L’objectif de cet article n’est toutefois pas de rejeter toutes les alternatives à la détention comme étant inefficace, mais bien au contraire de questionner la logique disciplinaire sur laquelle semble reposer aujourd’hui toute la politique de renvoi des États. Une telle approche devrait être remise en question, non seulement du point de vue de sa conformité au droit international, mais également de son effet supposé sur la facilitation de l’exécution des décisions de renvoi. De nombreuses études remettent en question l’efficacité de l’usage de la contrainte comme moyen d’inciter les personnes à se conformer aux ordres des autorités. Contrairement aux présupposés actuels des gouvernements qui se tournent toujours plus vers la répression et la contrainte, c’est la mise en place d’une politique transparente et respectueuse de la dignité des individus qui apparaît en réalité comme apte à inciter les personnes à se conformer aux décisions rendues à leur égard.

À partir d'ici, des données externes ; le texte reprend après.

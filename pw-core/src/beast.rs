//! Beast binary framing.
//!
//! Every message starts with the escape byte `0x1A` followed by a type
//! byte that fixes the logical length of the frame:
//!
//! | type   | kind          | total bytes |
//! |--------|---------------|-------------|
//! | `0x31` | Mode A/C      | 11          |
//! | `0x32` | Mode S short  | 16          |
//! | `0x33` | Mode S long   | 23          |
//! | `0x34` | status        | 11          |
//!
//! After the type byte come a 48-bit MLAT counter (500 ns ticks), one
//! signal byte and the payload. A literal `0x1A` anywhere after the type
//! byte is doubled on the wire.

use std::fmt;

use crate::mode_s::{ModeSFrame, ModeSMessage};
use crate::types::{hex_encode, DecodeError};

pub const ESCAPE: u8 = 0x1A;

const MLAT_MARKER: [u8; 6] = [0xFF, 0x00, 0x4D, 0x4C, 0x41, 0x54];

#[derive(Debug, Clone, Copy, PartialEq, Eq)]
pub enum BeastType {
    ModeAC,
    ModeSShort,
    ModeSLong,
    Status,
}

impl BeastType {
    pub fn from_byte(b: u8) -> Option<Self> {
        match b {
            0x31 => Some(BeastType::ModeAC),
            0x32 => Some(BeastType::ModeSShort),
            0x33 => Some(BeastType::ModeSLong),
            0x34 => Some(BeastType::Status),
            _ => None,
        }
    }

    pub fn as_byte(self) -> u8 {
        match self {
            BeastType::ModeAC => 0x31,
            BeastType::ModeSShort => 0x32,
            BeastType::ModeSLong => 0x33,
            BeastType::Status => 0x34,
        }
    }

    /// Logical frame length, escape and type byte included.
    pub fn frame_len(self) -> usize {
        9 + self.payload_len()
    }

    pub fn payload_len(self) -> usize {
        match self {
            BeastType::ModeAC | BeastType::Status => 2,
            BeastType::ModeSShort => 7,
            BeastType::ModeSLong => 14,
        }
    }

    pub fn name(self) -> &'static str {
        match self {
            BeastType::ModeAC => "MODE_AC",
            BeastType::ModeSShort => "MODE_S_SHORT",
            BeastType::ModeSLong => "MODE_S_LONG",
            BeastType::Status => "RADARCAPE_STATUS",
        }
    }
}

// ---------------------------------------------------------------------------
// Scanner
// ---------------------------------------------------------------------------

/// Result of one scanning step over a byte buffer.
#[derive(Debug, Clone, PartialEq, Eq)]
pub enum Scan {
    /// The buffer holds at most a partial frame. Nothing was consumed.
    NeedMore,
    /// Drop this many leading bytes and scan again.
    Skip(usize),
    /// A complete frame, unescaped, and the number of wire bytes it used.
    Message { consumed: usize, message: Vec<u8> },
}

/// Find the next Beast frame at the front of `data`.
///
/// Never panics and always either makes progress (`Skip` / `Message`
/// consume at least one byte) or asks for more input.
pub fn scan_beast(data: &[u8]) -> Scan {
    let Some(start) = data.iter().position(|&b| b == ESCAPE) else {
        return if data.is_empty() {
            Scan::NeedMore
        } else {
            Scan::Skip(data.len())
        };
    };
    if start > 0 {
        return Scan::Skip(start);
    }
    let Some(&type_byte) = data.get(1) else {
        return Scan::NeedMore;
    };
    if type_byte == ESCAPE {
        // stuffed escape from a frame we joined half way through
        return Scan::Skip(2);
    }
    let Some(kind) = BeastType::from_byte(type_byte) else {
        return Scan::Skip(1);
    };

    let want = kind.frame_len();
    let mut message = Vec::with_capacity(want);
    message.extend_from_slice(&data[..2]);
    let mut idx = 2;
    while message.len() < want {
        let Some(&b) = data.get(idx) else {
            return Scan::NeedMore;
        };
        if b == ESCAPE {
            match data.get(idx + 1) {
                None => return Scan::NeedMore,
                Some(&ESCAPE) => idx += 1,
                // an unstuffed escape starts a new frame: this one was truncated
                Some(_) => return Scan::Skip(1),
            }
        }
        message.push(b);
        idx += 1;
    }
    Scan::Message {
        consumed: idx,
        message,
    }
}

/// Buffers a byte stream and yields complete Beast frames as they arrive.
#[derive(Debug, Default)]
pub struct BeastDeframer {
    buf: Vec<u8>,
    skipped: usize,
}

impl BeastDeframer {
    pub fn new() -> Self {
        Self::default()
    }

    pub fn push(&mut self, bytes: &[u8]) {
        self.buf.extend_from_slice(bytes);
    }

    /// Next complete frame, or `None` once the buffer needs more bytes.
    pub fn next_message(&mut self) -> Option<Vec<u8>> {
        loop {
            match scan_beast(&self.buf) {
                Scan::NeedMore => return None,
                Scan::Skip(n) => {
                    self.skipped += n;
                    self.buf.drain(..n);
                }
                Scan::Message { consumed, message } => {
                    self.buf.drain(..consumed);
                    return Some(message);
                }
            }
        }
    }

    /// Drain every complete frame currently buffered.
    pub fn messages(&mut self) -> impl Iterator<Item = Vec<u8>> + '_ {
        std::iter::from_fn(move || self.next_message())
    }

    /// Bytes held back waiting for the rest of a frame.
    pub fn pending(&self) -> usize {
        self.buf.len()
    }

    /// Bytes thrown away while resynchronising.
    pub fn skipped(&self) -> usize {
        self.skipped
    }
}

/// Build a wire-ready Beast frame, doubling any escape bytes.
pub fn encode_beast(kind: BeastType, mlat_ticks: u64, signal: u8, payload: &[u8]) -> Vec<u8> {
    let mut out = Vec::with_capacity(kind.frame_len() + 4);
    out.push(ESCAPE);
    out.push(kind.as_byte());
    let ticks = mlat_ticks.to_be_bytes();
    for &b in ticks[2..].iter().chain(std::iter::once(&signal)).chain(payload) {
        out.push(b);
        if b == ESCAPE {
            out.push(ESCAPE);
        }
    }
    out
}

// ---------------------------------------------------------------------------
// BeastFrame
// ---------------------------------------------------------------------------

/// One unescaped Beast message.
#[derive(Debug, Clone)]
pub struct BeastFrame {
    raw: Vec<u8>,
    kind: BeastType,
    timestamp: f64,
    mode_s: Option<ModeSFrame>,
}

impl BeastFrame {
    /// Wrap an unescaped frame as produced by [`scan_beast`].
    pub fn from_bytes(raw: Vec<u8>, timestamp: f64) -> Result<Self, DecodeError> {
        if raw.len() < 2 || raw[0] != ESCAPE {
            return Err(DecodeError::BadBeastFrame(raw.len()));
        }
        let kind = BeastType::from_byte(raw[1]).ok_or(DecodeError::UnknownBeastType(raw[1]))?;
        if raw.len() != kind.frame_len() {
            return Err(DecodeError::BadBeastFrame(raw.len()));
        }
        let mode_s = match kind {
            BeastType::ModeSShort | BeastType::ModeSLong => {
                Some(ModeSFrame::new(raw[9..].to_vec(), timestamp))
            }
            BeastType::ModeAC | BeastType::Status => None,
        };
        Ok(BeastFrame {
            raw,
            kind,
            timestamp,
            mode_s,
        })
    }

    pub fn kind(&self) -> BeastType {
        self.kind
    }

    /// The whole unescaped frame, escape and type byte included.
    pub fn raw(&self) -> &[u8] {
        &self.raw
    }

    pub fn payload(&self) -> &[u8] {
        &self.raw[9..]
    }

    pub fn timestamp(&self) -> f64 {
        self.timestamp
    }

    pub fn mlat_ticks(&self) -> u64 {
        self.raw[2..8]
            .iter()
            .fold(0u64, |acc, &b| (acc << 8) | b as u64)
    }

    /// Receiver uptime in nanoseconds, from the 12 MHz-derived MLAT counter.
    pub fn mlat_nanos(&self) -> u64 {
        self.mlat_ticks() * 500
    }

    /// True when the timestamp field carries the synthetic MLAT marker
    /// used by multilateration servers.
    pub fn is_mlat(&self) -> bool {
        self.raw[2..8] == MLAT_MARKER
    }

    pub fn signal_level(&self) -> u8 {
        self.raw[8]
    }

    /// Signal in dBFS. A zero signal byte gives negative infinity.
    pub fn rssi(&self) -> f64 {
        10.0 * (self.raw[8] as f64).log10()
    }

    pub fn mode_s(&self) -> Option<&ModeSFrame> {
        self.mode_s.as_ref()
    }

    /// Decode the embedded Mode S payload. Mode A/C and status frames are
    /// no-ops.
    pub fn decode(&self) -> Result<&ModeSMessage, DecodeError> {
        match &self.mode_s {
            Some(frame) => frame.decode(),
            None => Err(DecodeError::NoOp),
        }
    }
}

impl PartialEq for BeastFrame {
    fn eq(&self, other: &Self) -> bool {
        self.raw == other.raw && self.timestamp == other.timestamp
    }
}

impl fmt::Display for BeastFrame {
    fn fmt(&self, f: &mut fmt::Formatter<'_>) -> fmt::Result {
        write!(
            f,
            "Type: {:<16}, Time: {:012X}, Signal RSSI {:.1} dBFS, Data: {}",
            self.kind.name(),
            self.mlat_ticks(),
            self.rssi(),
            hex_encode(self.payload())
        )
    }
}

#[cfg(test)]
mod tests {
    use super::*;

    const MODE_AC: [u8; 11] = [0x1A, 0x31, 0, 0, 0, 0, 0, 0, 0, 0, 0];
    const MODE_S_SHORT: [u8; 16] = [
        0x1a, 0x32, 0x22, 0x1b, 0x54, 0xf0, 0x81, 0x2b, 0x26, 0x5d, 0x7c, 0x49, 0xf8, 0x28, 0xe9,
        0x43,
    ];
    const MODE_S_LONG: [u8; 23] = [
        0x1a, 0x33, 0x22, 0x1b, 0x54, 0xac, 0xc2, 0xe9, 0x28, 0x8d, 0x7c, 0x49, 0xf8, 0x58, 0x41,
        0xd2, 0x6c, 0xca, 0x39, 0x33, 0xe4, 0x1e, 0xcf,
    ];
    const LONG_STUFFED: [u8; 24] = [
        0x1a, 0x33, 0x22, 0x1b, 0x55, 0xe4, 0x1a, 0x1a, 0xa2, 0x2d, 0x8d, 0x7c, 0x49, 0xf8, 0xe1,
        0x1e, 0x2f, 0x00, 0x00, 0x00, 0x00, 0xee, 0xcc, 0x47,
    ];
    const LONG_UNSTUFFED: [u8; 23] = [
        0x1a, 0x33, 0x22, 0x1b, 0x55, 0xe4, 0x1a, 0xa2, 0x2d, 0x8d, 0x7c, 0x49, 0xf8, 0xe1, 0x1e,
        0x2f, 0x00, 0x00, 0x00, 0x00, 0xee, 0xcc, 0x47,
    ];

    fn message(data: &[u8]) -> (usize, Vec<u8>) {
        match scan_beast(data) {
            Scan::Message { consumed, message } => (consumed, message),
            other => panic!("expected a message, got {other:?}"),
        }
    }

    #[test]
    fn test_scan_not_enough() {
        assert_eq!(scan_beast(&[0x1a, 0x33, 0x22, 0x1b, 0x54]), Scan::NeedMore);
        assert_eq!(scan_beast(&[]), Scan::NeedMore);
        assert_eq!(scan_beast(&[0x1a]), Scan::NeedMore);
    }

    #[test]
    fn test_scan_each_type() {
        for frame in [&MODE_AC[..], &MODE_S_SHORT[..], &MODE_S_LONG[..]] {
            let mut data = frame.to_vec();
            data.extend_from_slice(&[0u8; 30]);
            let (consumed, msg) = message(&data);
            assert_eq!(consumed, frame.len());
            assert_eq!(msg, frame);
        }
    }

    #[test]
    fn test_scan_collapses_doubled_escape() {
        let (consumed, msg) = message(&LONG_STUFFED);
        assert_eq!(consumed, LONG_STUFFED.len());
        assert_eq!(msg, LONG_UNSTUFFED);
        // one byte short of the stuffed frame
        assert_eq!(scan_beast(&LONG_STUFFED[..23]), Scan::NeedMore);
    }

    #[test]
    fn test_scan_leading_garbage() {
        let mut data = MODE_S_SHORT[3..].to_vec();
        data.extend_from_slice(&MODE_S_SHORT);
        assert_eq!(scan_beast(&data), Scan::Skip(13));
        assert_eq!(message(&data[13..]).1, MODE_S_SHORT);

        assert_eq!(scan_beast(&[0x31, 0x33, 0x00]), Scan::Skip(3));
    }

    #[test]
    fn test_scan_resync_cases() {
        // unknown type byte
        assert_eq!(scan_beast(&[0x1A, 0x99, 0x1A, 0x32]), Scan::Skip(1));
        // stuffed escape outside a frame
        assert_eq!(scan_beast(&[0x1A, 0x1A, 0x32]), Scan::Skip(2));
        // truncated frame followed by a fresh one
        let mut data = MODE_S_LONG[..12].to_vec();
        data.extend_from_slice(&MODE_S_SHORT);
        assert_eq!(scan_beast(&data), Scan::Skip(1));
    }

    #[test]
    fn test_scan_trailing_escape_waits() {
        let data = [
            0xBB, 0x1A, 0x33, 0x00, 0x00, 0x00, 0x00, 0x00, 0x00, 0x00, 0x8D, 0x4D, 0x22, 0x72,
            0x99, 0x08, 0x41, 0xB7, 0x90, 0x6C, 0x28, 0x91, 0xA8, 0x1A,
        ];
        assert_eq!(scan_beast(&data), Scan::Skip(1));
        assert_eq!(scan_beast(&data[1..]), Scan::NeedMore);
    }

    #[test]
    fn test_deframer_resumes_at_every_split() {
        let mut stream = LONG_STUFFED.to_vec();
        stream.extend_from_slice(&MODE_S_SHORT);
        for split in 0..stream.len() {
            let mut d = BeastDeframer::new();
            d.push(&stream[..split]);
            let mut got: Vec<Vec<u8>> = d.messages().collect();
            d.push(&stream[split..]);
            got.extend(d.messages());
            assert_eq!(got, vec![LONG_UNSTUFFED.to_vec(), MODE_S_SHORT.to_vec()], "split {split}");
            assert_eq!(d.pending(), 0);
            assert_eq!(d.skipped(), 0);
        }
    }

    #[test]
    fn test_deframer_counts_skipped() {
        let mut d = BeastDeframer::new();
        d.push(&[0x00, 0x01, 0x1A, 0x99]);
        d.push(&MODE_AC);
        assert_eq!(d.next_message().unwrap(), MODE_AC);
        assert_eq!(d.skipped(), 4);
        assert!(d.next_message().is_none());
    }

    #[test]
    fn test_encode_roundtrip_with_escapes() {
        let payload = [0x8D, 0x1A, 0x49, 0xF8, 0x1A, 0x1A, 0x00, 0x11, 0x22, 0x33, 0x44, 0x55, 0x66, 0x1A];
        let wire = encode_beast(BeastType::ModeSLong, 0x1A_0000_1A1A, 0x1A, &payload);
        assert!(wire.len() > 23);

        let mut d = BeastDeframer::new();
        d.push(&wire);
        let frame = BeastFrame::from_bytes(d.next_message().unwrap(), 0.0).unwrap();
        assert_eq!(frame.payload(), payload);
        assert_eq!(frame.mlat_ticks(), 0x1A_0000_1A1A);
        assert_eq!(frame.signal_level(), 0x1A);
        assert_eq!(d.pending(), 0);
    }

    #[test]
    fn test_beast_frame_fields() {
        let frame = BeastFrame::from_bytes(MODE_S_LONG.to_vec(), 42.0).unwrap();
        assert_eq!(frame.kind(), BeastType::ModeSLong);
        assert_eq!(frame.mlat_ticks(), 0x221B54ACC2E9);
        assert_eq!(frame.mlat_nanos(), 0x221B54ACC2E9 * 500);
        assert!(!frame.is_mlat());
        assert!((frame.rssi() - 10.0 * 40f64.log10()).abs() < 1e-9);
        assert_eq!(frame.timestamp(), 42.0);

        let msg = frame.decode().unwrap();
        assert_eq!(msg.icao, [0x7C, 0x49, 0xF8]);
        assert_eq!(msg.type_code, Some(11));
    }

    #[test]
    fn test_beast_frame_stuffed_payload_decodes() {
        let frame = BeastFrame::from_bytes(LONG_UNSTUFFED.to_vec(), 0.0).unwrap();
        let msg = frame.decode().unwrap();
        assert_eq!(msg.type_code, Some(28));
        assert_eq!(msg.squawk.as_deref(), Some("3736"));
    }

    #[test]
    fn test_beast_frame_short_and_noop() {
        let short = BeastFrame::from_bytes(MODE_S_SHORT.to_vec(), 0.0).unwrap();
        assert_eq!(short.decode().unwrap().df, 11);

        let ac = BeastFrame::from_bytes(MODE_AC.to_vec(), 0.0).unwrap();
        assert!(ac.mode_s().is_none());
        assert!(ac.decode().unwrap_err().is_noop());
    }

    #[test]
    fn test_beast_frame_mlat_marker() {
        let mut raw = MODE_S_SHORT.to_vec();
        raw[2..8].copy_from_slice(&MLAT_MARKER);
        assert!(BeastFrame::from_bytes(raw, 0.0).unwrap().is_mlat());
    }

    #[test]
    fn test_beast_frame_rejects_malformed() {
        assert_eq!(
            BeastFrame::from_bytes(vec![0x1A, 0x39, 0, 0], 0.0).unwrap_err(),
            DecodeError::UnknownBeastType(0x39)
        );
        assert_eq!(
            BeastFrame::from_bytes(MODE_S_LONG[..20].to_vec(), 0.0).unwrap_err(),
            DecodeError::BadBeastFrame(20)
        );
        assert!(BeastFrame::from_bytes(vec![0x00; 23], 0.0).is_err());
    }
}
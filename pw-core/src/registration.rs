//! Registration marks derived algorithmically from the ICAO address.
//!
//! Two national blocks are allocated in a way that lets the tail number be
//! computed rather than looked up: the US civil block (N-numbers) and the
//! Australian VH- block.

use crate::types::{icao_to_u32, Icao};

const US_FIRST: u32 = 0xA00001;
const US_LAST: u32 = 0xADF7C7;

/// N-number letters skip I and O.
const US_LETTERS: &[u8; 24] = b"ABCDEFGHJKLMNPQRSTUVWXYZ";
const DIGITS: &[u8; 10] = b"0123456789";

// Size of each subtree in the N-number allocation. A suffix block is the
// empty suffix, 24 single letters and 24 * 24 two-letter pairs.
const SUFFIX_BLOCK: u32 = 1 + 24 * 25;
const DEPTH4: u32 = 1 + 24 + 10;
const DEPTH3: u32 = 10 * DEPTH4 + SUFFIX_BLOCK;
const DEPTH2: u32 = 10 * DEPTH3 + SUFFIX_BLOCK;
const DEPTH1: u32 = 10 * DEPTH2 + SUFFIX_BLOCK;

const AU_FIRST: u32 = 0x7C0000;
const AU_LAST: u32 = 0x7C822D;
const AU_CHARS: &[u8; 36] = b"ABCDEFGHIJKLMNOPQRSTUVWXYZ0123456789";

/// Registration for an ICAO address, when it falls in a computable block.
pub fn registration(icao: &Icao) -> Option<String> {
    let addr = icao_to_u32(icao);
    us_n_number(addr).or_else(|| au_registration(addr))
}

/// US civil N-number, e.g. `A00001` -> `N1`.
pub fn us_n_number(addr: u32) -> Option<String> {
    if !(US_FIRST..=US_LAST).contains(&addr) {
        return None;
    }
    let offset = addr - US_FIRST;
    let mut out = String::with_capacity(6);
    out.push('N');

    // first digit is 1-9, later ones 0-9
    out.push(char::from(b'1' + (offset / DEPTH1) as u8));
    let mut rem = offset % DEPTH1;

    for depth in [DEPTH2, DEPTH3, DEPTH4] {
        if rem < SUFFIX_BLOCK {
            push_letter_suffix(&mut out, rem);
            return Some(out);
        }
        rem -= SUFFIX_BLOCK;
        out.push(char::from(DIGITS[(rem / depth) as usize]));
        rem %= depth;
    }

    // fifth position: nothing, a letter or a digit
    if rem > 0 {
        let idx = (rem - 1) as usize;
        let c = US_LETTERS.get(idx).or_else(|| DIGITS.get(idx - US_LETTERS.len()))?;
        out.push(char::from(*c));
    }
    Some(out)
}

fn push_letter_suffix(out: &mut String, rem: u32) {
    if rem == 0 {
        return;
    }
    let first = (rem - 1) / 25;
    let second = (rem - 1) % 25;
    out.push(char::from(US_LETTERS[first as usize]));
    if second > 0 {
        out.push(char::from(US_LETTERS[(second - 1) as usize]));
    }
}

/// Australian VH- mark, three base-36 characters counted from `7C0000`.
pub fn au_registration(addr: u32) -> Option<String> {
    if !(AU_FIRST..=AU_LAST).contains(&addr) {
        return None;
    }
    let offset = (addr - AU_FIRST) as usize;
    let chars = [offset / (36 * 36), (offset / 36) % 36, offset % 36];
    let mut out = String::from("VH-");
    out.extend(chars.iter().map(|&i| char::from(AU_CHARS[i])));
    Some(out)
}
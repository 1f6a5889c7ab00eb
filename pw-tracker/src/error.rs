//! Errors raised by the tracker runtime.

use pw_core::types::PwError;
use thiserror::Error;

#[derive(Debug, Error)]
pub enum TrackerError {
    #[error("IO error: {0}")]
    Io(#[from] std::io::Error),
    #[error(transparent)]
    Core(#[from] PwError),
    #[error("bad source {0:?}: expected FORMAT://HOST:PORT or FORMAT+file://PATH")]
    BadSource(String),
    #[error("unknown stream format {0:?}")]
    UnknownFormat(String),
    #[error("tracker is stopped")]
    Stopped,
}

pub type Result<T> = std::result::Result<T, TrackerError>;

Initier un débat ouvert sur la détention administrative permettrait aux gouvernements de fonder leur politique non pas sur des présupposés infondés et moralement discutables, mais bien au contraire sur les résultats de recherches empiriques. Dans cette optique, le rôle des organisations de défense des droits humains consisterait à plaider pour une politique de retour fondée sur le dialogue et l’accompagnement des personnes forcées de quitter le territoire, plutôt que sur la seule répression. Il en serait dans l’intérêt non seulement des personnes concernées, mais aussi des Etats souhaitant trouver des solutions efficaces aux difficultés liées à l’exécution des renvois.

 

Clément de Senarclens clement.desenarclens@unine.ch est Doctorant au Centre de droit des migrations, Université de Neuchâtel. www2.unine.ch/ius-migration



[1]Je me limite ici à la question de la détention en vue du renvoi et exclu, dans le cadre de cette analyse, la question de la détention visant à prévenir l’entrée illégale d’étrangers.

[2] Cette durée sera réduite deux ans plus tard à 18 mois suite à la transposition de la Directive retour (Directive 2008/115/EC) dans le droit national.

[3] Voire notamment: Noll, Gregor (1999). "Rejected Asylum Seekers: The Problems of the Return." International Migration, 37(1): 281. http://tinyurl.com/IM-Noll-1999

[4] Affaire Chahal c. Royaume Uni du 15 novembre 1996, Requête n° 70/1995/576/662, paragraphe 112.